Again, in "All's Well that Ends Well" (i. 3) the Clown says:
"For I the ballad will repeat,
Which men full true shall find;
Your marriage comes by destiny,
Your cuckoo sings by kind."
We may compare the well-known proverb, "Marriages are made in heaven,"
and the French version, "Les mariages sont ecrits dans le ciel."
"Marriage as bad as hanging." In "Twelfth Night" (i. 5), the Clown says:
"Many a good hanging prevents a bad marriage."
"Marry trap" ("Merry Wives of Windsor," i. 1).
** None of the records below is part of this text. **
//! Stderr logging for the `log` facade.
//!
//! Lines look like `[  0.012s  WARN table_rectify::region] message`. The
//! `tracing` feature adds [`init_tracing`], which routes spans and events
//! through `tracing-subscriber` instead.

use std::io::Write;
use std::sync::OnceLock;
use std::time::Instant;

use log::{LevelFilter, Log, Metadata, Record};

#[cfg(feature = "tracing")]
use tracing_subscriber::fmt::format::FmtSpan;
#[cfg(feature = "tracing")]
use tracing_subscriber::util::SubscriberInitExt;
#[cfg(feature = "tracing")]
use tracing_subscriber::{fmt, EnvFilter};

/// Map a `-v` count to a level filter: none is `Warn`, each `-v` one step more.
pub fn level_from_verbosity(verbose: u8) -> LevelFilter {
    match verbose {
        0 => LevelFilter::Warn,
        1 => LevelFilter::Info,
        2 => LevelFilter::Debug,
        _ => LevelFilter::Trace,
    }
}

struct FrameLogger {
    level: LevelFilter,
    started: Instant,
}

impl FrameLogger {
    fn format(&self, record: &Record) -> String {
        format!(
            "[{:7.3}s {:>5} {}] {}",
            self.started.elapsed().as_secs_f64(),
            record.level(),
            record.target(),
            record.args()
        )
    }
}

impl Log for FrameLogger {
    fn enabled(&self, metadata: &Metadata) -> bool {
        metadata.level() <= self.level
    }

    fn log(&self, record: &Record) {
        if self.enabled(record.metadata()) {
            let line = self.format(record);
            let _ = writeln!(std::io::stderr().lock(), "{line}");
        }
    }

    fn flush(&self) {
        let _ = std::io::stderr().flush();
    }
}

static LOGGER: OnceLock<FrameLogger> = OnceLock::new();

/// Install the stderr logger at `level`.
///
/// Only the first call installs anything; later calls return `Ok(())`.
pub fn init_with_level(level: LevelFilter) -> Result<(), log::SetLoggerError> {
    if LOGGER.get().is_some() {
        return Ok(());
    }
    let logger = LOGGER.get_or_init(|| FrameLogger {
        level,
        started: Instant::now(),
    });
    log::set_logger(logger)?;
    log::set_max_level(level);
    Ok(())
}

/// Install a `tracing-subscriber` formatter; `RUST_LOG` overrides the `info` default.
///
/// Span close events are printed so per-stage timings of the rectifier show
/// up without extra instrumentation.
#[cfg(feature = "tracing")]
pub fn init_tracing(json: bool) {
    let filter = EnvFilter::try_from_default_env().unwrap_or_else(|_| EnvFilter::new("info"));
    let builder = fmt()
        .with_env_filter(filter)
        .with_span_events(FmtSpan::CLOSE);
    let _ = if json {
        builder.json().flatten_event(true).finish().try_init()
    } else {
        builder
            .with_timer(fmt::time::Uptime::default())
            .finish()
            .try_init()
    };
}
//! JSON configuration and report helpers.

use crate::{FailurePolicy, OrderedQuad, RectifiedTable, RectifyError, TableOverlay, TableRectifyParams};
use nalgebra::Point2;
use serde::{Deserialize, Serialize};
use std::{
    fs,
    path::{Path, PathBuf},
};

#[derive(thiserror::Error, Debug)]
pub enum RectifyIoError {
    #[error(transparent)]
    Io(#[from] std::io::Error),
    #[error(transparent)]
    Json(#[from] serde_json::Error),
}

/// Configuration for a rectification run over one or more images.
#[derive(Debug, Clone, Default, Serialize, Deserialize)]
pub struct RectifyConfig {
    /// Input images, processed as consecutive frames.
    #[serde(default)]
    pub inputs: Vec<String>,
    #[serde(default)]
    pub output_dir: Option<String>,
    /// Write a `<stem>_report.json` next to every rectified image.
    #[serde(default)]
    pub write_report: bool,
    #[serde(default)]
    pub policy: FailurePolicy,
    #[serde(default)]
    pub params: TableRectifyParams,
}

impl RectifyConfig {
    /// Load a JSON config from disk.
    pub fn load_json(path: impl AsRef<Path>) -> Result<Self, RectifyIoError> {
        let raw = fs::read_to_string(path)?;
        Ok(serde_json::from_str(&raw)?)
    }

    /// Write this config to disk as pretty JSON.
    pub fn write_json(&self, path: impl AsRef<Path>) -> Result<(), RectifyIoError> {
        let json = serde_json::to_string_pretty(self)?;
        fs::write(path, json)?;
        Ok(())
    }

    /// Resolve the output directory (current directory by default).
    pub fn output_dir(&self) -> PathBuf {
        self.output_dir
            .as_ref()
            .map(PathBuf::from)
            .unwrap_or_else(|| PathBuf::from("."))
    }
}

/// Per-image record of a rectification attempt.
#[derive(Debug, Clone, Default, PartialEq, Serialize, Deserialize)]
pub struct RectifyReport {
    pub input_path: Option<String>,
    pub output_path: Option<String>,
    /// `[width, height]` of the rectified image.
    pub output_size: Option<[usize; 2]>,
    pub region_area: Option<f64>,
    pub polygon: Option<[Point2<i32>; 4]>,
    pub corners: Option<OrderedQuad>,
    pub refined_corners: Option<OrderedQuad>,
    pub overlay: Option<TableOverlay>,
    /// Row-major image -> rectified homography.
    pub h_rect_from_img: Option<[[f64; 3]; 3]>,
    /// Row-major rectified -> image homography.
    pub h_img_from_rect: Option<[[f64; 3]; 3]>,
    pub error: Option<String>,
}

impl RectifyReport {
    pub fn from_result(
        input_path: Option<&Path>,
        output_path: Option<&Path>,
        result: &RectifiedTable,
    ) -> Self {
        let det = &result.detection;
        Self {
            input_path: input_path.map(|p| p.display().to_string()),
            output_path: output_path.map(|p| p.display().to_string()),
            output_size: Some([result.image.width, result.image.height]),
            region_area: det.region.as_ref().map(|r| r.area),
            polygon: det.polygon,
            corners: Some(det.corners),
            refined_corners: Some(det.refined.corners),
            overlay: Some(det.overlay.clone()),
            h_rect_from_img: Some(det.homography.h_rect_from_img.to_array()),
            h_img_from_rect: Some(det.homography.h_img_from_rect.to_array()),
            error: None,
        }
    }

    pub fn from_error(input_path: Option<&Path>, err: &RectifyError) -> Self {
        Self {
            input_path: input_path.map(|p| p.display().to_string()),
            error: Some(err.to_string()),
            ..Self::default()
        }
    }

    pub fn load_json(path: impl AsRef<Path>) -> Result<Self, RectifyIoError> {
        let raw = fs::read_to_string(path)?;
        Ok(serde_json::from_str(&raw)?)
    }

    pub fn write_json(&self, path: impl AsRef<Path>) -> Result<(), RectifyIoError> {
        let json = serde_json::to_string_pretty(self)?;
        fs::write(path, json)?;
        Ok(())
    }
}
This, says Nares, "is
apparently a kind of proverbial exclamation, as much as to say, 'By
Mary, you are caught.'"
"Meat was made for mouths." Quoted in "Coriolanus" (i. 1).
"Misfortunes seldom come alone." This proverb is beautifully alluded to
by the King in "Hamlet" (iv. 5):
"When sorrows come, they come not single spies,
But in battalions."
The French say:[884] "Malheur ne vient jamais seul."
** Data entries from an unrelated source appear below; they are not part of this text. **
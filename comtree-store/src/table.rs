//! Flat CSV form of a tree: one row per node, parents before children.
//!
//! Only the most recent stamp of every record survives the trip. Use
//! [`crate::snapshot`] for a lossless copy.

use std::{
    collections::HashMap,
    fs::File,
    io,
    path::Path,
};

use anyhow::{anyhow, Context};
use chrono::{NaiveDate, NaiveTime};

use crate::{
    api::{AccountType, Comment, Gender, NodeId, Profile, UNKNOWN},
    Node, NodeKey, NodeRef, Tree,
};

#[derive(Debug, Default, serde::Deserialize, serde::Serialize)]
struct Row {
    id: String,
    parent_id: Option<String>,
    index: Option<usize>,
    text: Option<String>,
    author_link: Option<String>,
    likes: Option<u64>,
    profile_name: Option<String>,
    profile_link: Option<String>,
    profile_id: Option<String>,
    region: Option<String>,
    followers: Option<i64>,
    following: Option<i64>,
    likes_received: Option<i64>,
    video_count: Option<i64>,
    gender: Option<Gender>,
    age: Option<i64>,
    bio: Option<String>,
    account_type: Option<AccountType>,
    collected_date: Option<NaiveDate>,
    collected_time: Option<NaiveTime>,
}

impl Row {
    fn root(id: NodeId) -> Row {
        Row {
            id: id.hex(),
            ..Row::default()
        }
    }

    fn from_node(n: &NodeRef<'_>) -> Row {
        let c = n.comment();
        let p = c.profile();
        let latest = c.latest_stamp();
        Row {
            id: n.id().hex(),
            parent_id: n.parent().map(|p| p.id().hex()),
            index: n.index(),
            text: Some(c.text().to_string()),
            author_link: Some(c.author_link().to_string()),
            likes: Some(c.likes()),
            profile_name: Some(p.name().to_string()),
            profile_link: Some(p.link().to_string()),
            profile_id: Some(p.external_id().to_string()),
            region: Some(p.region().to_string()),
            followers: Some(p.followers()),
            following: Some(p.following()),
            likes_received: Some(p.likes_received()),
            video_count: Some(p.video_count()),
            gender: Some(p.gender()),
            age: Some(p.age()),
            bio: Some(p.bio().to_string()),
            account_type: Some(p.account_type()),
            collected_date: latest.map(|s| s.date()),
            collected_time: latest.map(|s| s.time()),
        }
    }

    /// Returns the node, its parent's id and its stored index
    fn into_node(self) -> anyhow::Result<(Node, NodeId, usize)> {
        let id = NodeId::parse_hex(&self.id)?;
        let parent = self
            .parent_id
            .as_deref()
            .ok_or_else(|| anyhow!("node {id} has no parent id"))?;
        let parent = NodeId::parse_hex(parent)?;
        let index = self
            .index
            .ok_or_else(|| anyhow!("node {id} has no index"))?;
        let at = match (self.collected_date, self.collected_time) {
            (Some(d), Some(t)) => Some(d.and_time(t)),
            (Some(d), None) => d.and_hms_opt(0, 0, 0),
            (None, _) => None,
        };

        let mut profile = Profile::default();
        profile.set_all(
            self.profile_name.unwrap_or_default(),
            self.profile_link.unwrap_or_default(),
            self.profile_id.unwrap_or_default(),
            self.region.unwrap_or_default(),
            self.followers.unwrap_or(UNKNOWN),
            self.following.unwrap_or(UNKNOWN),
            self.likes_received.unwrap_or(UNKNOWN),
            self.video_count.unwrap_or(UNKNOWN),
            self.gender.unwrap_or_default(),
            self.age.unwrap_or(UNKNOWN),
            self.bio.unwrap_or_default(),
            self.account_type.unwrap_or_default(),
            at,
        );
        let mut comment = Comment::new(
            self.text.unwrap_or_default(),
            self.author_link.unwrap_or_default(),
            self.likes.unwrap_or(0),
            profile,
            at,
        );
        comment.restamp(at);
        Ok((Node::with_id(id, comment), parent, index))
    }
}

/// Writes the root row, then every node in depth-first order
pub fn write<W: io::Write>(tree: &Tree, w: W) -> anyhow::Result<()> {
    let mut writer = csv::Writer::from_writer(w);
    writer
        .serialize(Row::root(tree.root().id()))
        .context("writing root row")?;
    for n in tree.root().dfs().skip(1) {
        writer
            .serialize(Row::from_node(&n))
            .with_context(|| format!("writing row for node {}", n.id()))?;
    }
    writer.flush().context("flushing table")?;
    Ok(())
}

/// Rebuilds a tree. The root row must come first and every parent must come
/// before its children.
pub fn read<R: io::Read>(r: R) -> anyhow::Result<Tree> {
    let mut reader = csv::Reader::from_reader(r);
    let mut rows = reader.deserialize::<Row>();
    let root = rows
        .next()
        .ok_or_else(|| anyhow!("table has no root row"))?
        .context("parsing root row")?;
    if root.parent_id.is_some() {
        return Err(anyhow!("first row must be the root, but {} has a parent", root.id));
    }
    let mut tree = Tree::with_root_id(NodeId::parse_hex(&root.id).context("parsing root id")?);

    let mut stored = HashMap::<NodeKey, usize>::new();
    for (i, row) in rows.enumerate() {
        // header and root come first, lines count from 1
        let line = i + 3;
        let (node, parent_id, index) = row
            .map_err(anyhow::Error::from)
            .and_then(Row::into_node)
            .with_context(|| format!("parsing line {line}"))?;
        let parent = tree.key_of(parent_id).ok_or_else(|| {
            anyhow!("line {line}: parent {parent_id} does not appear before its child")
        })?;
        let key = tree
            .add_node_under(parent, node)
            .with_context(|| format!("attaching line {line}"))?;
        stored.insert(key, index);
    }

    let parents = tree.root().dfs().map(|n| n.key()).collect::<Vec<_>>();
    for p in parents {
        if let Some(n) = tree.nodes.get_mut(p.0).and_then(Option::as_mut) {
            n.children
                .sort_by_key(|c| stored.get(c).copied().unwrap_or(usize::MAX));
        }
        tree.revalidate(p)?;
    }
    tree.check_integrity()?;
    Ok(tree)
}

pub fn save(tree: &Tree, path: impl AsRef<Path>) -> anyhow::Result<()> {
    let path = path.as_ref();
    if let Some(dir) = path.parent().filter(|d| !d.as_os_str().is_empty()) {
        std::fs::create_dir_all(dir)
            .with_context(|| format!("creating directory {}", dir.display()))?;
    }
    let file = File::create(path).with_context(|| format!("creating {}", path.display()))?;
    write(tree, file).with_context(|| format!("writing table to {}", path.display()))
}

pub fn load(path: impl AsRef<Path>) -> anyhow::Result<Tree> {
    let path = path.as_ref();
    let file = File::open(path).with_context(|| format!("opening {}", path.display()))?;
    read(file).with_context(|| format!("reading table from {}", path.display()))
}

#[cfg(test)]
mod tests {
    use super::*;
    use crate::api::{CommentField, ProfileField};

    fn sample() -> Tree {
        let at = chrono::NaiveDate::from_ymd_opt(2024, 3, 9)
            .and_then(|d| d.and_hms_milli_opt(14, 30, 5, 250))
            .unwrap();
        let mut t = Tree::new();
        let mut profile = Profile::default();
        profile.set_all(
            String::from("Bob, \"the\" builder"),
            String::from("https://example.org/u/bob"),
            String::from("bob42"),
            String::from("Sichuan"),
            10,
            20,
            30,
            4,
            Gender::Male,
            UNKNOWN,
            String::from("likes long walks"),
            AccountType::Yellow,
            Some(at),
        );
        let a = Comment::new("first, with comma", "https://example.org/u/bob", 5, profile, Some(at));
        t.add_comment(a, None).unwrap();
        t.add_comment(Comment::new("second", "", 50, Profile::default(), None), None)
            .unwrap();
        t.add_comment(Comment::new("reply", "x", 1, Profile::default(), Some(at)), Some(&[1]))
            .unwrap();
        t
    }

    fn round_trip(t: &Tree) -> Tree {
        let mut buf = Vec::new();
        write(t, &mut buf).unwrap();
        read(&buf[..]).unwrap()
    }

    #[test]
    fn header_and_root_row() {
        let mut buf = Vec::new();
        write(&Tree::with_root_id(NodeId::stub()), &mut buf).unwrap();
        let text = String::from_utf8(buf).unwrap();
        let mut lines = text.lines();
        assert_eq!(
            lines.next(),
            Some("id,parent_id,index,text,author_link,likes,profile_name,profile_link,profile_id,region,followers,following,likes_received,video_count,gender,age,bio,account_type,collected_date,collected_time")
        );
        assert_eq!(
            lines.next(),
            Some("ffffffffffffffffffffffffffffffff,,,,,,,,,,,,,,,,,,,")
        );
        assert_eq!(lines.next(), None);
    }

    #[test]
    fn round_trip_keeps_values_and_latest_stamp() {
        let t = sample();
        let back = round_trip(&t);
        back.check_integrity().unwrap();
        assert!(t.shallow_eq(&back));
        assert_eq!(back.root().id(), t.root().id());

        let orig = t.root().child(0).unwrap();
        let read = back.root().child(0).unwrap();
        assert_eq!(read.id(), orig.id());
        assert_eq!(read.comment().profile().link(), "https://example.org/u/bob");
        let latest = orig.comment().latest_stamp();
        assert_eq!(read.comment().stamp(CommentField::Text), latest);
        assert_eq!(read.comment().profile().stamp(ProfileField::Bio), latest);

        // stamped when it was created
        let unstamped = back.root().child(1).unwrap();
        assert!(unstamped.comment().latest_stamp().is_some());
    }

    #[test]
    fn unstamped_rows_stay_unstamped() {
        let mut t = Tree::new();
        let mut c = Comment::new("multi\nline, \"quoted\"", "", 0, Profile::default(), None);
        c.restamp(None);
        t.add_comment(c, None).unwrap();
        let back = round_trip(&t);
        assert_eq!(back.root().child(0).unwrap().comment().latest_stamp(), None);
        assert!(t.shallow_eq(&back));
    }

    #[test]
    fn stored_index_orders_siblings() {
        let t = sample();
        let mut buf = Vec::new();
        write(&t, &mut buf).unwrap();
        let text = String::from_utf8(buf).unwrap();
        let mut lines = text.lines().collect::<Vec<_>>();
        // children of the root listed in reverse
        lines.swap(2, 3);
        let second = lines.remove(3);
        lines.push(second);
        let back = read(lines.join("\n").as_bytes()).unwrap();
        assert!(t.shallow_eq(&back));
    }

    #[test]
    fn rejects_orphans() {
        let t = sample();
        let mut buf = Vec::new();
        write(&t, &mut buf).unwrap();
        let text = String::from_utf8(buf).unwrap();
        let mut lines = text.lines().collect::<Vec<_>>();
        let reply = lines.remove(4);
        lines.insert(2, reply);
        let err = read(lines.join("\n").as_bytes()).unwrap_err();
        assert!(format!("{err:#}").contains("does not appear before its child"));

        assert!(read(&b""[..]).is_err());
    }

    #[test]
    fn path_helpers() {
        let dir = tempfile::tempdir().unwrap();
        let path = dir.path().join("nested").join("tree.csv");
        let t = sample();
        save(&t, &path).unwrap();
        let back = load(&path).unwrap();
        assert!(t.shallow_eq(&back));
        assert!(load(dir.path().join("missing.csv")).is_err());
    }
}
[884] See Bohn's "Handbook of Proverbs," p. 116.
"More hair than wit" ("Two Gentlemen of Verona," iii. 2). A well-known
old English proverb.
"Mortuo leoni et lepores insultant." This proverb is alluded to by the
Bastard in "King John" (ii. 1), who says to the Archduke of Austria:
"You are the hare of whom the proverb goes,
Whose valour plucks dead lions by the beard."
"Much water goes by the mill the miller knows not of." This adage is
quoted in "Titus Andronicus" (ii. 1), by Demetrius:
"more water glideth by the mill
Than wots the miller of."
"My cake is dough" ("Taming of the Shrew," v. 1). An obsolete proverb,
repeated on the loss of hope or expectation: the allusion being to the
old-fashioned way of baking cakes at the embers, when it may have been
occasionally the case for a cake to be burned on one side and dough on
the other. In a former scene (i. 1) Gremio says: "our cake's dough on
both sides." Staunton quotes from "The Case is Altered," 1609:
"Steward, your cake is dough, as well as mine."
"Murder will out." So, in the "Merchant of Venice" (ii. 2), Launcelot
says: "Murder cannot be hid long,--a man's son may; but, in the end,
truth will out."
"Near or far off, well won is still well shot" ("King John," i. 1).
"Needs must when the devil drives." In "All's Well that Ends Well" (i.